==== Dataset content ====

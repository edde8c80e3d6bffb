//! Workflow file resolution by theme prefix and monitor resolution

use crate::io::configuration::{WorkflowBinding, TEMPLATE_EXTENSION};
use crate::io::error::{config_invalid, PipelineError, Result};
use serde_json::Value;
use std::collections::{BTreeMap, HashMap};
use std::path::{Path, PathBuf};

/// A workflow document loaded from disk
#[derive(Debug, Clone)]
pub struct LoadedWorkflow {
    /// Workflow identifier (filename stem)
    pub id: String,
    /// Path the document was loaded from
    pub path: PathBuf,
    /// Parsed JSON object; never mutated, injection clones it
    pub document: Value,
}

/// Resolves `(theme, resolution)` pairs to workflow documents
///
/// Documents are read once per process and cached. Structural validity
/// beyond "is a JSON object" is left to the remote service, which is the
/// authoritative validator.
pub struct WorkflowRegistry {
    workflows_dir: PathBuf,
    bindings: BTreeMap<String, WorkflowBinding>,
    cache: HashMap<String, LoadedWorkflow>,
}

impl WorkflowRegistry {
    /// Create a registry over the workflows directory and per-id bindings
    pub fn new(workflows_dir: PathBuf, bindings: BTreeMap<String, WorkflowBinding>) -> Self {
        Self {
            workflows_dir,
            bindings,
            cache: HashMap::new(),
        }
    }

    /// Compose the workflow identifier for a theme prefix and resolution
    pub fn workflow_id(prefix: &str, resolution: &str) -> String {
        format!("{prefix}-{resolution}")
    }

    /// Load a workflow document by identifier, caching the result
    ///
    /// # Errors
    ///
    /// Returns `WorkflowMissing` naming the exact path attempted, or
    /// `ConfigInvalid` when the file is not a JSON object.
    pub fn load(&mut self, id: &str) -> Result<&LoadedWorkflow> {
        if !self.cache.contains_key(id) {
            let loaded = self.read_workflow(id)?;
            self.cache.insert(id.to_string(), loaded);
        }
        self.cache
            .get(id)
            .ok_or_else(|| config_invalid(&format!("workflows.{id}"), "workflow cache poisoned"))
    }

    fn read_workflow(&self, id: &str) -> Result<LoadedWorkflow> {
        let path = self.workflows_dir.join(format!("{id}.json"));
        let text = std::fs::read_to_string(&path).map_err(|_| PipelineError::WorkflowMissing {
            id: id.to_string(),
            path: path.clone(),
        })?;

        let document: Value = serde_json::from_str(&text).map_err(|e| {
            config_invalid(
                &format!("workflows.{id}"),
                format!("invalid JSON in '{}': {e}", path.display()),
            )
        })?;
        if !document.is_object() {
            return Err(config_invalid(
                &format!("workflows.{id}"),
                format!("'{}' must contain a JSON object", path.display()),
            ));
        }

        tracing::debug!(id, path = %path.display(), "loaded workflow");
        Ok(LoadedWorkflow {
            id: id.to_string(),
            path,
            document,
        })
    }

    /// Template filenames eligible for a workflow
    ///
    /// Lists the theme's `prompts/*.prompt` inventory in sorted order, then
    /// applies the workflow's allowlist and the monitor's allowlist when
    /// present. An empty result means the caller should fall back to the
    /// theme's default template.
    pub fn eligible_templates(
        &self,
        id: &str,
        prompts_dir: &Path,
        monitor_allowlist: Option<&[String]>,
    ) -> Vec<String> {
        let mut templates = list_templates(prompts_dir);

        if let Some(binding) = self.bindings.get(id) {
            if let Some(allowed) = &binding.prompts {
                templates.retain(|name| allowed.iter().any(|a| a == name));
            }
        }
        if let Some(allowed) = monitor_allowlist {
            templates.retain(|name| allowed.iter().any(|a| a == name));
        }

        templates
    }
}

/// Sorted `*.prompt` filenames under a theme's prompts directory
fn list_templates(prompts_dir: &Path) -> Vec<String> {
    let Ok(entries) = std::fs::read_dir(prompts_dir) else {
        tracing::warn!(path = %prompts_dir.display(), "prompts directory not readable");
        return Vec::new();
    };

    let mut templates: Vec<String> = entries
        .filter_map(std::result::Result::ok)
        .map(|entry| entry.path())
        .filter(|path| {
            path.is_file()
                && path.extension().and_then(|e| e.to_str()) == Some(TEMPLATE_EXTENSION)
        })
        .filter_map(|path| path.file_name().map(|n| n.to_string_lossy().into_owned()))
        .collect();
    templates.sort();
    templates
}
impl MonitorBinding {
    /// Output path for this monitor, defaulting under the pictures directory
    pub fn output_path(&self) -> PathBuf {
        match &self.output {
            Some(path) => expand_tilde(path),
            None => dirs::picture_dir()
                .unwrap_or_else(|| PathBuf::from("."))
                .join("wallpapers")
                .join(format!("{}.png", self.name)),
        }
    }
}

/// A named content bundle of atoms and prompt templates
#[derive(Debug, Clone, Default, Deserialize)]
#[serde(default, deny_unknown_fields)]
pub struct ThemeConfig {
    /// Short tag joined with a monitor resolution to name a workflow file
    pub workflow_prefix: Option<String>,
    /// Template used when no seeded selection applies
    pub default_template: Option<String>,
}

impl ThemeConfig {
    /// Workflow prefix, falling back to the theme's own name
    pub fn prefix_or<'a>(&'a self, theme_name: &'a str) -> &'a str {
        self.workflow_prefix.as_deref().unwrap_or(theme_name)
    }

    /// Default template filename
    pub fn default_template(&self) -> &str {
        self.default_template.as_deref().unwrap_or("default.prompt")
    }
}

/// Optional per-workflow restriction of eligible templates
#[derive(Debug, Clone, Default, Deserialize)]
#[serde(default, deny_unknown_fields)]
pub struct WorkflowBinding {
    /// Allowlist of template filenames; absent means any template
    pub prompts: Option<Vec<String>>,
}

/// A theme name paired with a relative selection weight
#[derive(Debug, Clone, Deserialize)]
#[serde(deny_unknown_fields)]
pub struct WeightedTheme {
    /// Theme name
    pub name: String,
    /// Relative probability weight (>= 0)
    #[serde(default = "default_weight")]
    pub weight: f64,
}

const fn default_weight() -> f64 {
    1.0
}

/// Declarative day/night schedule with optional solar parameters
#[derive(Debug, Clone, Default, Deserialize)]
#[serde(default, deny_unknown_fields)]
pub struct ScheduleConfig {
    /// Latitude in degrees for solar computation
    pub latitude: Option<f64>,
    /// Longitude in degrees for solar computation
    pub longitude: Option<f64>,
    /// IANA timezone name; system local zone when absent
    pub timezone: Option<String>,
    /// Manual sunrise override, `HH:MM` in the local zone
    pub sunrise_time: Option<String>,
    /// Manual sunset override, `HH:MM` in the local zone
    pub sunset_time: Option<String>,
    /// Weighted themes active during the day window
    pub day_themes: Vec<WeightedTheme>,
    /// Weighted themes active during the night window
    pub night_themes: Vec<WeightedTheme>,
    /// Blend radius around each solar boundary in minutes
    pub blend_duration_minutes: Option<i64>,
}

====

What the exercise asks: If a line in the entries holds the string "local", copy it.

Solution:
    /// IANA timezone name; system local zone when absent
    /// Manual sunrise override, `HH:MM` in the local zone
    /// Manual sunset override, `HH:MM` in the local zone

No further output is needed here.